The abrogation of the germ cells in Caenorhabditis elegans (C. elegans) by either genetic means or cell ablation results in about 60% increase of longevity. Upon the inhibition of germline stem cell proliferation, certain signaling molecules inhibit the target of rapamycin (TOR), activate the transcription factors including DAF-16, DAF-12, and PHA-4, leading to altered fatty acid lipolysis, autophagy, stress resistance, and the extended lifespan. But the exact cascades and interactions of those signaling pathways are still obscure. To understand how the reproductive system affects aging at the protein level, we determined the protein expression profile of the long-lived temperature-sensitive mutant glp-1(e2141) and wild-type N2 using isobaric tags for relative and absolute quantitation (iTRAQ) technology.

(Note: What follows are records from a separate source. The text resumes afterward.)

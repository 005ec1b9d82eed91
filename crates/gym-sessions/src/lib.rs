//! Persistence for analysis sessions.
//!
//! Sessions are immutable rows: created once after an analysis run, read
//! back for history views and re-rendering, never updated. The production
//! deployment persists through an external row-oriented service; this crate
//! keeps the same repository-shaped interface over an in-memory table so
//! the API and tests do not depend on the hosted backend.

pub mod error;
pub mod store;

pub use error::{StoreError, StoreResult};
pub use store::SessionStore;
//! Batch analysis handlers.

use axum::extract::{Path, State};
use axum::http::HeaderMap;
use axum::Json;
use serde::{Deserialize, Serialize};
use std::sync::Arc;
use tracing::info;
use validator::Validate;

use gym_models::BatchStatus;

use crate::error::{ApiError, ApiResult};
use crate::security::{require_user, validate_media_url};
use crate::state::AppState;

/// Request to analyze a set of media items.
#[derive(Debug, Deserialize, Validate)]
pub struct StartBatchRequest {
    /// Media locations, one item per upload
    #[validate(length(min = 1, message = "at least one media URL is required"))]
    pub media_urls: Vec<String>,
}

/// Response from starting a batch.
#[derive(Debug, Serialize)]
pub struct StartBatchResponse {
    /// Batch ID for polling progress
    pub batch_id: String,
    /// Number of items accepted
    pub item_count: usize,
}

/// Aggregate batch view returned while polling.
#[derive(Debug, Serialize)]
pub struct BatchStatusResponse {
    /// Per-item status and results
    #[serde(flatten)]
    pub batch: BatchStatus,
    /// True when every item has finished
    pub finished: bool,
    /// Completed item count
    pub completed: usize,
    /// Failed item count
    pub failed: usize,
    /// Mean composite score over completed items
    #[serde(skip_serializing_if = "Option::is_none")]
    pub average_score: Option<f64>,
}

/// Start analyzing a set of media URLs concurrently.
pub async fn start_batch(
    State(state): State<AppState>,
    headers: HeaderMap,
    Json(request): Json<StartBatchRequest>,
) -> ApiResult<Json<StartBatchResponse>> {
    let user_id = require_user(&headers)?;

    request
        .validate()
        .map_err(|e| ApiError::Validation(e.to_string()))?;
    if request.media_urls.len() > state.config.max_batch_items {
        return Err(ApiError::bad_request(format!(
            "batch exceeds the {}-item limit",
            state.config.max_batch_items
        )));
    }

    let mut media_urls = Vec::with_capacity(request.media_urls.len());
    for url in &request.media_urls {
        media_urls.push(validate_media_url(url)?);
    }

    let item_count = media_urls.len();
    let batch_id = state
        .batches
        .start(
            Arc::clone(&state.detector),
            state.sessions.clone(),
            &user_id,
            media_urls,
        )
        .await;

    info!(batch_id = %batch_id, user_id = %user_id, item_count, "batch accepted");

    Ok(Json(StartBatchResponse {
        batch_id,
        item_count,
    }))
}

/// Poll a batch's per-item progress and aggregate results.
pub async fn get_batch(
    State(state): State<AppState>,
    Path(batch_id): Path<String>,
    headers: HeaderMap,
) -> ApiResult<Json<BatchStatusResponse>> {
    let user_id = require_user(&headers)?;

    let batch = state
        .batches
        .get(&user_id, &batch_id)
        .await
        .ok_or_else(|| ApiError::not_found("Batch not found"))?;

    Ok(Json(BatchStatusResponse {
        finished: batch.is_finished(),
        completed: batch.completed_count(),
        failed: batch.failed_count(),
        average_score: batch.average_score(),
        batch,
    }))
}
//! API middleware.

use std::time::Instant;

use axum::body::Body;
use axum::http::{HeaderValue, Request, Response};
use axum::middleware::Next;
use tower_http::cors::{Any, CorsLayer};
use tracing::info;
use uuid::Uuid;

/// Build the CORS layer from configured origins. A single "*" entry opens
/// the API up; anything else is an explicit allow list.
pub fn cors_layer(origins: &[String]) -> CorsLayer {
    if origins.iter().any(|o| o == "*") {
        CorsLayer::new()
            .allow_origin(Any)
            .allow_methods(Any)
            .allow_headers(Any)
    } else {
        let parsed: Vec<HeaderValue> = origins
            .iter()
            .filter_map(|o| o.parse().ok())
            .collect();
        CorsLayer::new()
            .allow_origin(parsed)
            .allow_methods(Any)
            .allow_headers(Any)
    }
}

/// Attach an `x-request-id` to every request/response pair, generating one
/// when the client did not send it.
pub async fn request_id(mut request: Request<Body>, next: Next) -> Response<Body> {
    let id = request
        .headers()
        .get("x-request-id")
        .and_then(|v| v.to_str().ok())
        .map(str::to_string)
        .unwrap_or_else(|| Uuid::new_v4().to_string());

    if let Ok(value) = HeaderValue::from_str(&id) {
        request.headers_mut().insert("x-request-id", value.clone());
        let mut response = next.run(request).await;
        response.headers_mut().insert("x-request-id", value);
        return response;
    }

    next.run(request).await
}

/// Log one line per request with method, path, status and latency.
pub async fn request_logging(request: Request<Body>, next: Next) -> Response<Body> {
    let method = request.method().clone();
    let path = request.uri().path().to_string();
    let start = Instant::now();

    let response = next.run(request).await;

    info!(
        method = %method,
        path = %path,
        status = response.status().as_u16(),
        latency_ms = start.elapsed().as_millis() as u64,
        "request"
    );
    response
}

Our results showed that the abundance of proteins relevant to transcription, RNA processing, translation, protein folding, and proteolytic process were decreased, while collagen proteins and proteins involved in detoxification and innate immune responses were increased in C. elegans glp-1 mutant, these alterations of protein abundance might attenuate protein metabolism and enhance immune response and stress resistance, and finally contribute to germline-mediated longevity.

BIOLOGICAL SIGNIFICANCE

This study provides an overview of the altered protein expression upon germline ablation. Germ-cell loss results in decreased abundance of proteins involved in protein synthesis and breakdown, and increased abundance of proteins involved in detoxification and immune response, suggesting that protein synthesis and metabolism might be attenuated, while detoxification and immune responses might be increased. The altered protein abundance might result in physiological adaptations that contribute to extended longevity in germline-deficient C. elegans. This study brings new light on the role of reproductive control of lifespan.